■ Requirement: Print all entries word for word.

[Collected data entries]
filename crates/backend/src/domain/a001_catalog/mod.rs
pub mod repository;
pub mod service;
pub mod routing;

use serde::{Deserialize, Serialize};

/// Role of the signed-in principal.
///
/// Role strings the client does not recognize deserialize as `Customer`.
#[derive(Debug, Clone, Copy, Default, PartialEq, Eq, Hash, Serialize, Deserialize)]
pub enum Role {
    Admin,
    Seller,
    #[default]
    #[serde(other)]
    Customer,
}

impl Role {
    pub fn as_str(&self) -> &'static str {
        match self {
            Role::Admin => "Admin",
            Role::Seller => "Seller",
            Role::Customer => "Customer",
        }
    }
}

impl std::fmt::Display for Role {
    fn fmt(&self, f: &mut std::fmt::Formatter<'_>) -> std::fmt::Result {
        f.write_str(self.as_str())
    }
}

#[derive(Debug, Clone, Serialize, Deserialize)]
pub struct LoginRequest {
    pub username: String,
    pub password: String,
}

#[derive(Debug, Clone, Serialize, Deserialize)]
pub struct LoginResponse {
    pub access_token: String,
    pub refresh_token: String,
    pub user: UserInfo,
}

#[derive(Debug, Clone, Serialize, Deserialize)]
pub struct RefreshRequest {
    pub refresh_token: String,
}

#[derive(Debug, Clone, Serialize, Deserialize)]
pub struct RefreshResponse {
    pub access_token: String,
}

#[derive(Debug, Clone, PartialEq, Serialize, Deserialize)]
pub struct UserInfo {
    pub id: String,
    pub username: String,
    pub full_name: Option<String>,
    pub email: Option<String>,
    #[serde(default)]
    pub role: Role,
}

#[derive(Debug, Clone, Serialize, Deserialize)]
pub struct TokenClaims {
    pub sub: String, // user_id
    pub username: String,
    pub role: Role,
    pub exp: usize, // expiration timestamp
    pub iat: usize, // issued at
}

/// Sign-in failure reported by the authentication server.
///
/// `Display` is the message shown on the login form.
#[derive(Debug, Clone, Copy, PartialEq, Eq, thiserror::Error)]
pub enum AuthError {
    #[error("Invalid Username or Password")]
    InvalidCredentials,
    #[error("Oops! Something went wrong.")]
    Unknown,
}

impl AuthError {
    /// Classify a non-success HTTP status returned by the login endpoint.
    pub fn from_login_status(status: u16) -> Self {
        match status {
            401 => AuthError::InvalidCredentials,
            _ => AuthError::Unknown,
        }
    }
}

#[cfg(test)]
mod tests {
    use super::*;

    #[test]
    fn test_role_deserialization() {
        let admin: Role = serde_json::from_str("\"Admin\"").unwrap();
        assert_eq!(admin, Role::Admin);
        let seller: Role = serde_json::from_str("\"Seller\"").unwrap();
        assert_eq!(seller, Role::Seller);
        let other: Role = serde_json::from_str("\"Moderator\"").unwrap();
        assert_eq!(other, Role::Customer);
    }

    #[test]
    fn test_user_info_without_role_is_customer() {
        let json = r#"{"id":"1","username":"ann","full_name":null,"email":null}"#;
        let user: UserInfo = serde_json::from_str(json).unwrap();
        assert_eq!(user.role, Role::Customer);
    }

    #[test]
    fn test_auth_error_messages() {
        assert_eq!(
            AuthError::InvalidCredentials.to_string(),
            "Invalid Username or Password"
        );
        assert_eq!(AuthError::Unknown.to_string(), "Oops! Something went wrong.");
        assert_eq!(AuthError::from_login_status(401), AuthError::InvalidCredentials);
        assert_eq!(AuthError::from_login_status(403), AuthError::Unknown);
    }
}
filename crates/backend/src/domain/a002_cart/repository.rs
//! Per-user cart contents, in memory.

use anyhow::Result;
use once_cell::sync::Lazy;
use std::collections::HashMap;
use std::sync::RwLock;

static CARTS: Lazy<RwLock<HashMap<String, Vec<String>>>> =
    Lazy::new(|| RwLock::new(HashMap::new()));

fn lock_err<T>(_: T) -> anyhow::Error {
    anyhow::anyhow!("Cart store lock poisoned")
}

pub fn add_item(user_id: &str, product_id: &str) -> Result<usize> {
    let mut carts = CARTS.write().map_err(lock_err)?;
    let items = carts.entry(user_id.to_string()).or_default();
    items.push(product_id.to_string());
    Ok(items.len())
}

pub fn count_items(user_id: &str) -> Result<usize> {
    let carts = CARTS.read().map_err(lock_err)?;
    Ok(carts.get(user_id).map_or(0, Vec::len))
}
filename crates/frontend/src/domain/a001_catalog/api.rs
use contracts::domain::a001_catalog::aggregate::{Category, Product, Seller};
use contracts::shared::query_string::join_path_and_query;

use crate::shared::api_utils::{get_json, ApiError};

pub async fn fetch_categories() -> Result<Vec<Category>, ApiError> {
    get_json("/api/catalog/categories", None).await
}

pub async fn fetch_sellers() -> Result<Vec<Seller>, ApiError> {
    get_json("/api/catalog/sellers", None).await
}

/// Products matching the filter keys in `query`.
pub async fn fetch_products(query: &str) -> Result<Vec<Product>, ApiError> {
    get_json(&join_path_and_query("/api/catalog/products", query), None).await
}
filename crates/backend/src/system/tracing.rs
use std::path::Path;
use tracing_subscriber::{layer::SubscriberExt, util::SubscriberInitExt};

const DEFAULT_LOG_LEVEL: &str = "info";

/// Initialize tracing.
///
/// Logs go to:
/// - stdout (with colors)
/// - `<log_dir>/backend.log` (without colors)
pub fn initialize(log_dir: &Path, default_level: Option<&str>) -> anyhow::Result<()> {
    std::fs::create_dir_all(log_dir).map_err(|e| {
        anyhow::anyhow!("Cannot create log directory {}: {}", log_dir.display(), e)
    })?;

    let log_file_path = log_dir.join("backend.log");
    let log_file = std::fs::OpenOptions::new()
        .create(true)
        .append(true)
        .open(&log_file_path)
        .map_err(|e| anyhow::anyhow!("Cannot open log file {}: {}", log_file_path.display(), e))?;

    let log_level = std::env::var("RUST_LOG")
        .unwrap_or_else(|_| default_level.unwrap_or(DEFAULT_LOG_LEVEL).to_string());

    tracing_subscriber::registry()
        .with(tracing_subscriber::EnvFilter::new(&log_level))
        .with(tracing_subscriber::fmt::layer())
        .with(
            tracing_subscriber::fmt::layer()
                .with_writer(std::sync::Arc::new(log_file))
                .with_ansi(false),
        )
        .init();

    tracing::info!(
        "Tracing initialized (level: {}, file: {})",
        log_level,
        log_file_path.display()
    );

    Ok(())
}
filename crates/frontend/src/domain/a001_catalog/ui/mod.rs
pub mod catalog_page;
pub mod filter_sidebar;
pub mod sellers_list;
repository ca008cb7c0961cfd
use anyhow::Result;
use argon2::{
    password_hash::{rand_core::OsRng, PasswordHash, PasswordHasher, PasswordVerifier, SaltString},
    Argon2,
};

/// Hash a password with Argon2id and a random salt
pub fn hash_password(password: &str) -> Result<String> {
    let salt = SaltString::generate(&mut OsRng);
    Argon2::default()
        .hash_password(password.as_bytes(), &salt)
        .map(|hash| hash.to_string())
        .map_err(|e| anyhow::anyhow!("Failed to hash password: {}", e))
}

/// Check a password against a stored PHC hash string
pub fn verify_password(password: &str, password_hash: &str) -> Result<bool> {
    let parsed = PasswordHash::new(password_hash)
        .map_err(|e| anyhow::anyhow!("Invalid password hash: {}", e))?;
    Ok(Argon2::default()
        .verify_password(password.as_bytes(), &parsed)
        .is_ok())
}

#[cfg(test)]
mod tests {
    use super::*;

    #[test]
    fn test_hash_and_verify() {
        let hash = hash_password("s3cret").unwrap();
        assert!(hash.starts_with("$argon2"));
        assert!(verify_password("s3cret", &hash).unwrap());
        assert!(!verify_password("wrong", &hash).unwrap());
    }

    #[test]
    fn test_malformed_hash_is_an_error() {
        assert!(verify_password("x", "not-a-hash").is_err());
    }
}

■ Task output:
filename crates/backend/src/domain/a001_catalog/mod.rs
pub mod repository;
pub mod service;
pub mod routing;

use serde::{Deserialize, Serialize};

/// Role of the signed-in principal.
///
/// Role strings the client does not recognize deserialize as `Customer`.
#[derive(Debug, Clone, Copy, Default, PartialEq, Eq, Hash, Serialize, Deserialize)]
pub enum Role {
    Admin,
    Seller,
    #[default]
    #[serde(other)]
    Customer,
}

impl Role {
    pub fn as_str(&self) -> &'static str {
        match self {
            Role::Admin => "Admin",
            Role::Seller => "Seller",
            Role::Customer => "Customer",
        }
    }
}

impl std::fmt::Display for Role {
    fn fmt(&self, f: &mut std::fmt::Formatter<'_>) -> std::fmt::Result {
        f.write_str(self.as_str())
    }
}

#[derive(Debug, Clone, Serialize, Deserialize)]
pub struct LoginRequest {
    pub username: String,
    pub password: String,
}

#[derive(Debug, Clone, Serialize, Deserialize)]
pub struct LoginResponse {
    pub access_token: String,
    pub refresh_token: String,
    pub user: UserInfo,
}

#[derive(Debug, Clone, Serialize, Deserialize)]
pub struct RefreshRequest {
    pub refresh_token: String,
}

#[derive(Debug, Clone, Serialize, Deserialize)]
pub struct RefreshResponse {
    pub access_token: String,
}

#[derive(Debug, Clone, PartialEq, Serialize, Deserialize)]
pub struct UserInfo {
    pub id: String,
    pub username: String,
    pub full_name: Option<String>,
    pub email: Option<String>,
    #[serde(default)]
    pub role: Role,
}

#[derive(Debug, Clone, Serialize, Deserialize)]
pub struct TokenClaims {
    pub sub: String, // user_id
    pub username: String,
    pub role: Role,
    pub exp: usize, // expiration timestamp
    pub iat: usize, // issued at
}

/// Sign-in failure reported by the authentication server.
///
/// `Display` is the message shown on the login form.
#[derive(Debug, Clone, Copy, PartialEq, Eq, thiserror::Error)]
pub enum AuthError {
    #[error("Invalid Username or Password")]
    InvalidCredentials,
    #[error("Oops! Something went wrong.")]
    Unknown,
}

impl AuthError {
    /// Classify a non-success HTTP status returned by the login endpoint.
    pub fn from_login_status(status: u16) -> Self {
        match status {
            401 => AuthError::InvalidCredentials,
            _ => AuthError::Unknown,
        }
    }
}

#[cfg(test)]
mod tests {
    use super::*;

    #[test]
    fn test_role_deserialization() {
        let admin: Role = serde_json::from_str("\"Admin\"").unwrap();
        assert_eq!(admin, Role::Admin);
        let seller: Role = serde_json::from_str("\"Seller\"").unwrap();
        assert_eq!(seller, Role::Seller);
        let other: Role = serde_json::from_str("\"Moderator\"").unwrap();
        assert_eq!(other, Role::Customer);
    }

    #[test]
    fn test_user_info_without_role_is_customer() {
        let json = r#"{"id":"1","username":"ann","full_name":null,"email":null}"#;
        let user: UserInfo = serde_json::from_str(json).unwrap();
        assert_eq!(user.role, Role::Customer);
    }

    #[test]
    fn test_auth_error_messages() {
        assert_eq!(
            AuthError::InvalidCredentials.to_string(),
            "Invalid Username or Password"
        );
        assert_eq!(AuthError::Unknown.to_string(), "Oops! Something went wrong.");
        assert_eq!(AuthError::from_login_status(401), AuthError::InvalidCredentials);
        assert_eq!(AuthError::from_login_status(403), AuthError::Unknown);
    }
}
filename crates/backend/src/domain/a002_cart/repository.rs
//! Per-user cart contents, in memory.

use anyhow::Result;
use once_cell::sync::Lazy;
use std::collections::HashMap;
use std::sync::RwLock;

static CARTS: Lazy<RwLock<HashMap<String, Vec<String>>>> =
    Lazy::new(|| RwLock::new(HashMap::new()));

fn lock_err<T>(_: T) -> anyhow::Error {
    anyhow::anyhow!("Cart store lock poisoned")
}

pub fn add_item(user_id: &str, product_id: &str) -> Result<usize> {
    let mut carts = CARTS.write().map_err(lock_err)?;
    let items = carts.entry(user_id.to_string()).or_default();
    items.push(product_id.to_string());
    Ok(items.len())
}

pub fn count_items(user_id: &str) -> Result<usize> {
    let carts = CARTS.read().map_err(lock_err)?;
    Ok(carts.get(user_id).map_or(0, Vec::len))
}
filename crates/frontend/src/domain/a001_catalog/api.rs
use contracts::domain::a001_catalog::aggregate::{Category, Product, Seller};
use contracts::shared::query_string::join_path_and_query;

use crate::shared::api_utils::{get_json, ApiError};

pub async fn fetch_categories() -> Result<Vec<Category>, ApiError> {
    get_json("/api/catalog/categories", None).await
}

pub async fn fetch_sellers() -> Result<Vec<Seller>, ApiError> {
    get_json("/api/catalog/sellers", None).await
}

/// Products matching the filter keys in `query`.
pub async fn fetch_products(query: &str) -> Result<Vec<Product>, ApiError> {
    get_json(&join_path_and_query("/api/catalog/products", query), None).await
}
filename crates/backend/src/system/tracing.rs
use std::path::Path;
use tracing_subscriber::{layer::SubscriberExt, util::SubscriberInitExt};

const DEFAULT_LOG_LEVEL: &str = "info";

/// Initialize tracing.
///
/// Logs go to:
/// - stdout (with colors)
/// - `<log_dir>/backend.log` (without colors)
pub fn initialize(log_dir: &Path, default_level: Option<&str>) -> anyhow::Result<()> {
    std::fs::create_dir_all(log_dir).map_err(|e| {
        anyhow::anyhow!("Cannot create log directory {}: {}", log_dir.display(), e)
    })?;

    let log_file_path = log_dir.join("backend.log");
    let log_file = std::fs::OpenOptions::new()
        .create(true)
        .append(true)
        .open(&log_file_path)
        .map_err(|e| anyhow::anyhow!("Cannot open log file {}: {}", log_file_path.display(), e))?;

    let log_level = std::env::var("RUST_LOG")
        .unwrap_or_else(|_| default_level.unwrap_or(DEFAULT_LOG_LEVEL).to_string());

    tracing_subscriber::registry()
        .with(tracing_subscriber::EnvFilter::new(&log_level))
        .with(tracing_subscriber::fmt::layer())
        .with(
            tracing_subscriber::fmt::layer()
                .with_writer(std::sync::Arc::new(log_file))
                .with_ansi(false),
        )
        .init();

    tracing::info!(
        "Tracing initialized (level: {}, file: {})",
        log_level,
        log_file_path.display()
    );

    Ok(())
}
filename crates/frontend/src/domain/a001_catalog/ui/mod.rs
pub mod catalog_page;
pub mod filter_sidebar;
pub mod sellers_list;
repository ca008cb7c0961cfd
use anyhow::Result;
use argon2::{
    password_hash::{rand_core::OsRng, PasswordHash, PasswordHasher, PasswordVerifier, SaltString},
    Argon2,
};

/// Hash a password with Argon2id and a random salt
pub fn hash_password(password: &str) -> Result<String> {
    let salt = SaltString::generate(&mut OsRng);
    Argon2::default()
        .hash_password(password.as_bytes(), &salt)
        .map(|hash| hash.to_string())
        .map_err(|e| anyhow::anyhow!("Failed to hash password: {}", e))
}

/// Check a password against a stored PHC hash string
pub fn verify_password(password: &str, password_hash: &str) -> Result<bool> {
    let parsed = PasswordHash::new(password_hash)
        .map_err(|e| anyhow::anyhow!("Invalid password hash: {}", e))?;
    Ok(Argon2::default()
        .verify_password(password.as_bytes(), &parsed)
        .is_ok())
}

#[cfg(test)]
mod tests {
    use super::*;

    #[test]
    fn test_hash_and_verify() {
        let hash = hash_password("s3cret").unwrap();
        assert!(hash.starts_with("$argon2"));
        assert!(verify_password("s3cret", &hash).unwrap());
        assert!(!verify_password("wrong", &hash).unwrap());
    }

    #[test]
    fn test_malformed_hash_is_an_error() {
        assert!(verify_password("x", "not-a-hash").is_err());
    }
}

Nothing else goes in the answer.